Some lines in the material below hold the word "same". Copy all of them.

=== Available records ===

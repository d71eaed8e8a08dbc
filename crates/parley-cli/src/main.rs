//! Parley Command-Line Interface
//!
//! Key management, one-off encrypted envelopes, and an interactive chat
//! console over Tor onion services.

use anyhow::Result;
use clap::{Parser, Subcommand};
use parley_core::KeyType;
use std::net::SocketAddr;
use tracing_subscriber::EnvFilter;

mod commands;

/// Parley - two-party encrypted chat over Tor
#[derive(Parser)]
#[command(name = "parley")]
#[command(author, version, about, long_about = None)]
struct Cli {
    /// Enable verbose logging
    #[arg(short, long)]
    verbose: bool,

    #[command(subcommand)]
    command: Commands,
}

/// Where a private key comes from.
#[derive(clap::Args)]
pub struct KeyArgs {
    /// Private key file
    #[arg(short, long)]
    key: String,

    /// Key scheme: rsa or pgp
    #[arg(short = 't', long = "type", default_value = "rsa")]
    key_type: KeyType,

    /// Prompt for the passphrase protecting the private key
    #[arg(short, long)]
    passphrase: bool,
}

#[derive(Subcommand)]
enum Commands {
    /// Generate a key pair (writes <out> and <out>.pub)
    Keygen {
        /// Key scheme: rsa or pgp
        key_type: KeyType,

        /// Output path for the private key
        #[arg(short, long)]
        out: String,

        /// RSA modulus size in bits
        #[arg(long, default_value_t = parley_core::crypto::MIN_RSA_BITS)]
        bits: usize,

        /// OpenPGP user ID
        #[arg(long, default_value = parley_core::crypto::DEFAULT_PGP_USER_ID)]
        user_id: String,

        /// Protect the private key with a passphrase (prompted)
        #[arg(short, long)]
        passphrase: bool,
    },

    /// Encrypt a message for a recipient into a pasteable envelope
    Encrypt {
        #[command(flatten)]
        keys: KeyArgs,

        /// Recipient public key file
        #[arg(long)]
        to: String,

        /// Message text (read from stdin if omitted)
        message: Option<String>,
    },

    /// Decrypt and verify an envelope
    Decrypt {
        #[command(flatten)]
        keys: KeyArgs,

        /// Envelope text (read from stdin if omitted)
        envelope: Option<String>,
    },

    /// Start the server and open the chat console
    Chat {
        #[command(flatten)]
        keys: KeyArgs,

        /// Serve on this address without Tor (local testing only)
        #[arg(long)]
        direct: Option<SocketAddr>,

        /// Tor SOCKS5 proxy address
        #[arg(long, env = "PARLEY_SOCKS_ADDR")]
        socks_addr: Option<SocketAddr>,

        /// Tor control port address
        #[arg(long, env = "PARLEY_CONTROL_ADDR")]
        control_addr: Option<SocketAddr>,

        /// Local port behind the onion service (0 = ephemeral)
        #[arg(long, env = "PARLEY_LOCAL_PORT")]
        local_port: Option<u16>,
    },
}

#[tokio::main]
async fn main() -> Result<()> {
    let cli = Cli::parse();

    // RUST_LOG wins over --verbose
    let default_level = if cli.verbose { "debug" } else { "info" };
    let filter = EnvFilter::try_from_default_env().unwrap_or_else(|_| EnvFilter::new(default_level));

    tracing_subscriber::fmt()
        .with_env_filter(filter)
        .with_target(false)
        .with_writer(std::io::stderr)
        .init();

    match cli.command {
        Commands::Keygen {
            key_type,
            out,
            bits,
            user_id,
            passphrase,
        } => {
            let out = shellexpand::tilde(&out).to_string();
            commands::keygen(key_type, &out, bits, &user_id, passphrase)?;
        }
        Commands::Encrypt { keys, to, message } => {
            commands::encrypt(&keys, &to, message)?;
        }
        Commands::Decrypt { keys, envelope } => {
            commands::decrypt(&keys, envelope)?;
        }
        Commands::Chat {
            keys,
            direct,
            socks_addr,
            control_addr,
            local_port,
        } => {
            let mut config = parley_core::ServerConfig::default();
            if let Some(addr) = socks_addr {
                config.tor.socks_addr = addr;
            }
            if let Some(addr) = control_addr {
                config.tor.control_addr = addr;
            }
            if let Some(port) = local_port {
                config.onion.local_port = port;
            }
            commands::chat(&keys, config, direct).await?;
        }
    }

    Ok(())
}
//! Password sealing for exported private keys.
//!
//! Output format, base64-encoded as a single line:
//!
//! ```text
//! salt (16 bytes) || nonce (12 bytes) || ciphertext || tag (16 bytes)
//! ```
//!
//! The key is Argon2id(password, salt).

use crate::error::{Error, Result};
use argon2::{Algorithm, Argon2, Params, Version};
use base64::{engine::general_purpose::STANDARD as BASE64, Engine};
use chacha20poly1305::{
    aead::{Aead, KeyInit},
    ChaCha20Poly1305, Key, Nonce,
};
use rand::RngCore;
use zeroize::Zeroizing;

/// Size of the Argon2 salt in bytes.
pub const SALT_SIZE: usize = 16;

/// Size of the ChaCha20-Poly1305 nonce in bytes.
pub const NONCE_SIZE: usize = 12;

/// Size of the Poly1305 tag in bytes.
pub const TAG_SIZE: usize = 16;

const KEY_SIZE: usize = 32;

// Interactive parameters: 64 MiB, 3 passes, 1 lane.
const ARGON2_M_COST: u32 = 64 * 1024;
const ARGON2_T_COST: u32 = 3;
const ARGON2_P_COST: u32 = 1;

fn derive_key(password: &str, salt: &[u8]) -> Result<Zeroizing<[u8; KEY_SIZE]>> {
    let params = Params::new(ARGON2_M_COST, ARGON2_T_COST, ARGON2_P_COST, Some(KEY_SIZE))
        .map_err(|e| Error::Crypto(e.to_string()))?;
    let argon2 = Argon2::new(Algorithm::Argon2id, Version::V0x13, params);

    let mut key = Zeroizing::new([0u8; KEY_SIZE]);
    argon2
        .hash_password_into(password.as_bytes(), salt, &mut key[..])
        .map_err(|e| Error::Crypto(e.to_string()))?;
    Ok(key)
}

/// Encrypt `plaintext` under a key derived from `password`.
pub fn seal_with_password(password: &str, plaintext: &[u8]) -> Result<String> {
    let mut salt = [0u8; SALT_SIZE];
    let mut nonce = [0u8; NONCE_SIZE];
    rand::rngs::OsRng.fill_bytes(&mut salt);
    rand::rngs::OsRng.fill_bytes(&mut nonce);

    let key = derive_key(password, &salt)?;
    let cipher = ChaCha20Poly1305::new(Key::from_slice(&key[..]));
    let ciphertext = cipher
        .encrypt(Nonce::from_slice(&nonce), plaintext)
        .map_err(|_| Error::Crypto("encryption failed".into()))?;

    let mut output = Vec::with_capacity(SALT_SIZE + NONCE_SIZE + ciphertext.len());
    output.extend_from_slice(&salt);
    output.extend_from_slice(&nonce);
    output.extend_from_slice(&ciphertext);

    Ok(BASE64.encode(output))
}

/// Reverse [`seal_with_password`]. A wrong password fails with
/// [`Error::DecryptionFailed`].
pub fn open_with_password(password: &str, sealed: &str) -> Result<Zeroizing<Vec<u8>>> {
    let data = BASE64
        .decode(sealed.trim())
        .map_err(|e| Error::MalformedEnvelope(e.to_string()))?;

    if data.len() < SALT_SIZE + NONCE_SIZE + TAG_SIZE {
        return Err(Error::DecryptionFailed("sealed key too short".into()));
    }

    let (salt, rest) = data.split_at(SALT_SIZE);
    let (nonce, ciphertext) = rest.split_at(NONCE_SIZE);

    let key = derive_key(password, salt)?;
    let cipher = ChaCha20Poly1305::new(Key::from_slice(&key[..]));
    let plaintext = cipher
        .decrypt(Nonce::from_slice(nonce), ciphertext)
        .map_err(|_| Error::DecryptionFailed("wrong password or corrupted key".into()))?;

    Ok(Zeroizing::new(plaintext))
}

#[cfg(test)]
mod tests {
    use super::*;

    #[test]
    fn test_seal_open() {
        let sealed = seal_with_password("correct horse", b"-----BEGIN KEY-----").expect("seal");
        let opened = open_with_password("correct horse", &sealed).expect("open");
        assert_eq!(&opened[..], b"-----BEGIN KEY-----");
    }

    #[test]
    fn test_wrong_password_fails() {
        let sealed = seal_with_password("correct horse", b"secret").expect("seal");
        assert!(matches!(
            open_with_password("battery staple", &sealed),
            Err(Error::DecryptionFailed(_))
        ));
    }

    #[test]
    fn test_fresh_salt_per_seal() {
        let a = seal_with_password("pw", b"same").expect("seal");
        let b = seal_with_password("pw", b"same").expect("seal");
        assert_ne!(a, b);
    }

    #[test]
    fn test_truncated_input_rejected() {
        let short = BASE64.encode([0u8; SALT_SIZE + NONCE_SIZE]);
        assert!(open_with_password("pw", &short).is_err());
        assert!(matches!(
            open_with_password("pw", "not base64!!"),
            Err(Error::MalformedEnvelope(_))
        ));
    }
}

===

_Solution for this problem:_
        let a = seal_with_password("pw", b"same").expect("seal");
        let b = seal_with_password("pw", b"same").expect("seal");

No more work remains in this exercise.